*Extracted entries*.
####################

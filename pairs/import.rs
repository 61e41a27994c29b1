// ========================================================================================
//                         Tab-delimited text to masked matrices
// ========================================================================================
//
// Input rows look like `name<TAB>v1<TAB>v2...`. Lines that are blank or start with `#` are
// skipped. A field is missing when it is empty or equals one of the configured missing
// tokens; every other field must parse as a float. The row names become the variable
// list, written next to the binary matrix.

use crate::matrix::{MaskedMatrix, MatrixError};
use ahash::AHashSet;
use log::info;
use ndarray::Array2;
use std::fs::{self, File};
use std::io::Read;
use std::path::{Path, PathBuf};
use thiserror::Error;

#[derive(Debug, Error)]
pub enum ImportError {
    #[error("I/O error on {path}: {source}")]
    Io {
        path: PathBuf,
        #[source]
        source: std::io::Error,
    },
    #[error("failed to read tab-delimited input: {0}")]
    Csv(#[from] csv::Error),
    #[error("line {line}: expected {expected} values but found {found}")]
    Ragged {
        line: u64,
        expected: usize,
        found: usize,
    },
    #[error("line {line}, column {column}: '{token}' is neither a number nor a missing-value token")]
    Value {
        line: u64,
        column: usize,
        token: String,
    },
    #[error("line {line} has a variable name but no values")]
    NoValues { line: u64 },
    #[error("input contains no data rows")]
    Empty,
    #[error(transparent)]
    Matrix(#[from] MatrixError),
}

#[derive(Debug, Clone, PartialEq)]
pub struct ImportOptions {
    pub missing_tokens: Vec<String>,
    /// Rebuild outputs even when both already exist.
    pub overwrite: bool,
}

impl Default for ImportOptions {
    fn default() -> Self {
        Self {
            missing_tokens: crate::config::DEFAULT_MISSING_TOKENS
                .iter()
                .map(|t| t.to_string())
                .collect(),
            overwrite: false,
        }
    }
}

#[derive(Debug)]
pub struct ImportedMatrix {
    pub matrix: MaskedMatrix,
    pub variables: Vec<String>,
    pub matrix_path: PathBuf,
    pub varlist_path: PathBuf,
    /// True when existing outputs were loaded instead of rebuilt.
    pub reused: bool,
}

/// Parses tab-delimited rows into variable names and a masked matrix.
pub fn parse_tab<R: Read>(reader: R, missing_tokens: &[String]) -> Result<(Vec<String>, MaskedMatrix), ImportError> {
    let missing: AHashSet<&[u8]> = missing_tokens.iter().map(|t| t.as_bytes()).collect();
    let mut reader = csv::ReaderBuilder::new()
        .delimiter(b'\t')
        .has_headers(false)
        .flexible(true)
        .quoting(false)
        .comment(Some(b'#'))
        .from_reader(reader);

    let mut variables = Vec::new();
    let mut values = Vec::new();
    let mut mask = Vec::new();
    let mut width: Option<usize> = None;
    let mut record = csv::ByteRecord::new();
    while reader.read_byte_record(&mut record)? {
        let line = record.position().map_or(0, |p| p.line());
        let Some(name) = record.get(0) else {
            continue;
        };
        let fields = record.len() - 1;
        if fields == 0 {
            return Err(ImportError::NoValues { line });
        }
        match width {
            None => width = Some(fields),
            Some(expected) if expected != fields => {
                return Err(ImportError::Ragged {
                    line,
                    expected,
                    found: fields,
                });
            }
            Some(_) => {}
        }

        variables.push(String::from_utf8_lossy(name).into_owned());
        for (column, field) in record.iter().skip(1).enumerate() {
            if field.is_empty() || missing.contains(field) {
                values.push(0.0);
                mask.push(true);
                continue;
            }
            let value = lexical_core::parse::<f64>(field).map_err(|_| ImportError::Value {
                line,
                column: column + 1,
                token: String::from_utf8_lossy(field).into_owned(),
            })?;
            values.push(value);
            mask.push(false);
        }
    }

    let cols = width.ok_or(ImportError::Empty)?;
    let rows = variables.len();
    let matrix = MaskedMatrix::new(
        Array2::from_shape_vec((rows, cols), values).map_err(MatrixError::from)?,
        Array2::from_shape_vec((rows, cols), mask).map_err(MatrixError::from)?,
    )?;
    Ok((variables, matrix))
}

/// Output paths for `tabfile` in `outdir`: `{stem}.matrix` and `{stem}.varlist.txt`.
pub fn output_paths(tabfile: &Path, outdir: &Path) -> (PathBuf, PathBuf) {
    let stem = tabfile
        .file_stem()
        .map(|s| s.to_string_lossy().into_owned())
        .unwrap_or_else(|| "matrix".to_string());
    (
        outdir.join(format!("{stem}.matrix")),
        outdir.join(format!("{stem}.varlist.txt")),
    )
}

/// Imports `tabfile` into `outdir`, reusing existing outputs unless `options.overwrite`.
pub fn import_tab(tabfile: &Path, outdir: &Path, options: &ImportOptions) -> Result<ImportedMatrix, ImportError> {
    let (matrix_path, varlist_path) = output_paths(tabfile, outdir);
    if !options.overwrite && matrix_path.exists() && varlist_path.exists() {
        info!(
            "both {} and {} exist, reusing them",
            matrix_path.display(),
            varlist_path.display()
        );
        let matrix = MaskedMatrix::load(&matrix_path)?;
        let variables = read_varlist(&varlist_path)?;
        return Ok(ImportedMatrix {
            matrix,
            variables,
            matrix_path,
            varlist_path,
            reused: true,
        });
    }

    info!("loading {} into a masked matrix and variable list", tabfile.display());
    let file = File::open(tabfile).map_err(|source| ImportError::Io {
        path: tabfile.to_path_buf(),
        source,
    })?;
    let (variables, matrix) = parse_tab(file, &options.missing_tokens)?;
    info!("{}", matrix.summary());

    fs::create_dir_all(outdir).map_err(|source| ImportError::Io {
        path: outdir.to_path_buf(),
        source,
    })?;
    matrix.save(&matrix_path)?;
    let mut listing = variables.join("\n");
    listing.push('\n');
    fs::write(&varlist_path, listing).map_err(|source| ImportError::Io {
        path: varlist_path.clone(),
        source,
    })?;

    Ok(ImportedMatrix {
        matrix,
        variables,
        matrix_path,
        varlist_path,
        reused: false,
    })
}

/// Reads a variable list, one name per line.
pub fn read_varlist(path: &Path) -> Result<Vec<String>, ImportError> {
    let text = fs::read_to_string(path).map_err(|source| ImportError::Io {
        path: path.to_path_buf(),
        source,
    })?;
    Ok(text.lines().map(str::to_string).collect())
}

####################

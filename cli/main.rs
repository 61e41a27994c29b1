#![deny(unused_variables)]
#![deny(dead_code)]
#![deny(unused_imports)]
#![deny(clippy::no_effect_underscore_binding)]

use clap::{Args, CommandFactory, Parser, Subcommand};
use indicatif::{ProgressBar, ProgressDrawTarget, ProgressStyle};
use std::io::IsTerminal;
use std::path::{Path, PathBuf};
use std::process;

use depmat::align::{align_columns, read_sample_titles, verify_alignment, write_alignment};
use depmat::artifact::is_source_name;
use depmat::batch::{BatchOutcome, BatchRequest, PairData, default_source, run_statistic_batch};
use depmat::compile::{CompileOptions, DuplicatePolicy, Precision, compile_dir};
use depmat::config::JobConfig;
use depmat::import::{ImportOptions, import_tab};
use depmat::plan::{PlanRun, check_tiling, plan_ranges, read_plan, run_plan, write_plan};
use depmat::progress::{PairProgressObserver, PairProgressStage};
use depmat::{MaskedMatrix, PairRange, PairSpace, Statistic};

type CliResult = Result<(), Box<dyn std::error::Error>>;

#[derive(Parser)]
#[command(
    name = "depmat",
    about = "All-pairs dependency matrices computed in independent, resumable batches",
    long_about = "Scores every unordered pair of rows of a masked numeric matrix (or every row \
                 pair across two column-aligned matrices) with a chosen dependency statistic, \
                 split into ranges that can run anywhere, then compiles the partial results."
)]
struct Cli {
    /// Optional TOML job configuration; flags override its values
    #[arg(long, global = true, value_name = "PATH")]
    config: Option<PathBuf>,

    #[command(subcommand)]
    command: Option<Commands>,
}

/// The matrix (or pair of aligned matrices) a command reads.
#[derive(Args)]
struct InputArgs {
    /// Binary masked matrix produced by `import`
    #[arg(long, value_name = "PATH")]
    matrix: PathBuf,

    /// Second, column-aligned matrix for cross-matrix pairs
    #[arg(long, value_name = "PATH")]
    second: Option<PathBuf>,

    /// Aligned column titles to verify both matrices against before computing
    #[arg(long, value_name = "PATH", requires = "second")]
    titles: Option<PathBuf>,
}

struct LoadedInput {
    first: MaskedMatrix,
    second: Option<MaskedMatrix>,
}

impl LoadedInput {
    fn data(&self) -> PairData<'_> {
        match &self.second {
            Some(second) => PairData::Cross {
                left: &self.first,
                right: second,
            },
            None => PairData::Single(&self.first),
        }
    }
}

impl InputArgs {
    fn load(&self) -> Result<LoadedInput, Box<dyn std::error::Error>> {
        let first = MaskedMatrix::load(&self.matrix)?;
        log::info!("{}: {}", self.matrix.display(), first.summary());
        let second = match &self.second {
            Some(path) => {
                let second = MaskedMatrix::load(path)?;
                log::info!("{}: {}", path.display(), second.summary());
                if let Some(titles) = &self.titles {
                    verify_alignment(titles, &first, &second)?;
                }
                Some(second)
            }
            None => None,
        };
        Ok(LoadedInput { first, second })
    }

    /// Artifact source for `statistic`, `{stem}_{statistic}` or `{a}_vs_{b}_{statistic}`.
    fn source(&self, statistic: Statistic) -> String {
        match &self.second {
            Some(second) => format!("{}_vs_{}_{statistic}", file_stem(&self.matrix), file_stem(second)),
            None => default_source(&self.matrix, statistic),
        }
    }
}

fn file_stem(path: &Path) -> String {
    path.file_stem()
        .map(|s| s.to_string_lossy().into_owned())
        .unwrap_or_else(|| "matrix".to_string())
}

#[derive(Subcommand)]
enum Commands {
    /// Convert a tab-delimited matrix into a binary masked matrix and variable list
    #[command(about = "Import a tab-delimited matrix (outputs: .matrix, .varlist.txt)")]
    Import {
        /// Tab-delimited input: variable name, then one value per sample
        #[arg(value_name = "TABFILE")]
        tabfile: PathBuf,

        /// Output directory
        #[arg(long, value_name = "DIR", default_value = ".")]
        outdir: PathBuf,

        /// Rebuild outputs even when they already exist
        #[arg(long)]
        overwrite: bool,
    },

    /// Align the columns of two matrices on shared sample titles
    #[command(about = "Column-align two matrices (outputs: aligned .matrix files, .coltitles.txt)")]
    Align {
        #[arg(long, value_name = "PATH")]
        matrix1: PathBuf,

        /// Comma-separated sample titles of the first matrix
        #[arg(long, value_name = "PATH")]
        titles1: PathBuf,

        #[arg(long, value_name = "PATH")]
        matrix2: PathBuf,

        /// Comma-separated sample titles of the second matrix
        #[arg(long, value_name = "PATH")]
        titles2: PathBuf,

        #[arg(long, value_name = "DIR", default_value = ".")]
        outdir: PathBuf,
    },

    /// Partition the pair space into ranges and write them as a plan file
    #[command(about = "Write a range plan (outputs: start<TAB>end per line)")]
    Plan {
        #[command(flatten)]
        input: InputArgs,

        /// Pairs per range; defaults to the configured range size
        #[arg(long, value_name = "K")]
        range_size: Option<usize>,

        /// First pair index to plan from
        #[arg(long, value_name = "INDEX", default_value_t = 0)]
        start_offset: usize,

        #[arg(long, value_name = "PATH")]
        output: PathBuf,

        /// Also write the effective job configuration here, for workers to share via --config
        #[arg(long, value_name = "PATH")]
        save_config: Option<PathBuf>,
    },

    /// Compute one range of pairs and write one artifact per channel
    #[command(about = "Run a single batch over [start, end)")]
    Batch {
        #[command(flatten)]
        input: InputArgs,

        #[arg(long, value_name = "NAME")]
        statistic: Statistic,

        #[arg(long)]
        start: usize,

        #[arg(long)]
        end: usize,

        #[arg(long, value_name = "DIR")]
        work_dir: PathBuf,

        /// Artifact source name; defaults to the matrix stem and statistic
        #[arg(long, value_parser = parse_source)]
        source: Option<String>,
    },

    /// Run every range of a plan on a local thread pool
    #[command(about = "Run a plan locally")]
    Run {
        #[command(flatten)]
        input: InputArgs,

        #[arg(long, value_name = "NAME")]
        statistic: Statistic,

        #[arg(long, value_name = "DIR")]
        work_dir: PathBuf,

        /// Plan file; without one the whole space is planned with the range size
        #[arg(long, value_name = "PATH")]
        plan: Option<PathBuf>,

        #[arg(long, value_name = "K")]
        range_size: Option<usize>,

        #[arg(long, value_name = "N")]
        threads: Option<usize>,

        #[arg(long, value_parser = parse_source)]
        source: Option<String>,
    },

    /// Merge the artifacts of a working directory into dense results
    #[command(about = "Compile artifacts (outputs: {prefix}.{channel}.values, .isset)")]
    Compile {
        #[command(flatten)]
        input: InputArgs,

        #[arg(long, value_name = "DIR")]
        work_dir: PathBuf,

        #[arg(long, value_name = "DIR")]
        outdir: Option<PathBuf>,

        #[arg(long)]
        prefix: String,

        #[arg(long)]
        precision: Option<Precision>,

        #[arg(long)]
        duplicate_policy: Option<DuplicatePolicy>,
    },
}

####################

*Exercise requirements*. Among the entries above, find every line holding "ImportedMatrix" and copy it.

*Task response*.
pub struct ImportedMatrix {
pub fn import_tab(tabfile: &Path, outdir: &Path, options: &ImportOptions) -> Result<ImportedMatrix, ImportError> {
        return Ok(ImportedMatrix {
    Ok(ImportedMatrix {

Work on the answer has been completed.